The Bighorn Basin has a spectacular record of mammal, reptile, plant and pollen records spanning over 5 million years preserved in fossil soils, swamps, ponds and channel fills. The BBCP involved taking three cores from different part of the Bighorn Basin and our research into the pollen record represents the best terrestrial record of plant change through this important event in geological history.

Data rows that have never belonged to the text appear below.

//! Flat byte-addressed memory.

use std::cell::RefCell;
use std::rc::Rc;

use super::MemoryAccessTarget;
use crate::common::reg::RegisterValue;

/// Memory shared by the instruction and data interfaces of a core.
pub type SharedMemory = Rc<RefCell<SimpleMemory>>;

/// Little-endian memory starting at address zero.
#[derive(Clone, Debug, PartialEq, Eq)]
pub struct SimpleMemory {
    bytes: Vec<u8>,
}

impl SimpleMemory {
    /// Creates `size` bytes of zeroed memory.
    pub fn new(size: usize) -> Self {
        Self {
            bytes: vec![0; size],
        }
    }

    /// Wraps the memory for sharing between interfaces.
    pub fn shared(self) -> SharedMemory {
        Rc::new(RefCell::new(self))
    }

    /// Memory size in bytes.
    pub fn len(&self) -> usize {
        self.bytes.len()
    }

    /// Returns `true` for zero-sized memory.
    pub fn is_empty(&self) -> bool {
        self.bytes.is_empty()
    }

    fn range(&self, target: MemoryAccessTarget) -> Option<std::ops::Range<usize>> {
        let start = usize::try_from(target.address).ok()?;
        let end = start.checked_add(usize::from(target.size))?;
        (end <= self.bytes.len()).then_some(start..end)
    }

    /// Reads `target.size` bytes, or `None` if any byte is out of range.
    pub fn read(&self, target: MemoryAccessTarget) -> Option<Vec<u8>> {
        self.range(target).map(|r| self.bytes[r].to_vec())
    }

    /// Writes the low `target.size` bytes of `value`; `false` if out of range.
    pub fn write(&mut self, target: MemoryAccessTarget, value: RegisterValue) -> bool {
        let bytes = value.get().to_le_bytes();
        let size = usize::from(target.size).min(bytes.len());
        let Some(range) = self.range(MemoryAccessTarget::new(target.address, size as u16)) else {
            return false;
        };
        self.bytes[range].copy_from_slice(&bytes[..size]);
        true
    }

    /// Copies `data` in at `address`; `false` if it does not fit.
    pub fn load(&mut self, address: u64, data: &[u8]) -> bool {
        let Ok(start) = usize::try_from(address) else {
            return false;
        };
        match start.checked_add(data.len()) {
            Some(end) if end <= self.bytes.len() => {
                self.bytes[start..end].copy_from_slice(data);
                true
            }
            _ => false,
        }
    }
}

Primarily my research and field areas are centred on the USA. My areas include Wyoming, Colorado, North Dakota, Mississippi, Alabama, Louisiana, and Texas. I also undertake industrial work from the Gulf of Mexico (GoM) from wells that penetrate Paleocene-Eocene strata in the deep-waters in the GoM.
Member of staff involved
EU Framework 7
National Science Foundation (NSF)
Sluijs, A.,van Roij, L., Harrington, G.J., Schouten, S., Sessa, J.A., Schneider, L.J., Reichart, G.-J., & Slomp, C.P. (2013). Intense warming, ocean anoxia and sea level rise during the Paleocene/Eocene Thermal Maximum along the US margin of the Gulf of Mexico. Climates of the Past Discussion 9:6459-6494, doi:10.5194/cpd-9-6459-2013.
Clyde, W.C. et al. (BBCP Science Team) (2013) Bighorn Basin Coring Project (BBCP): A continental perspecive on Early Paleogene Hyperthermals. Scientific Drilling.16:21-31. doi:10.5194/sd-16-21-2013.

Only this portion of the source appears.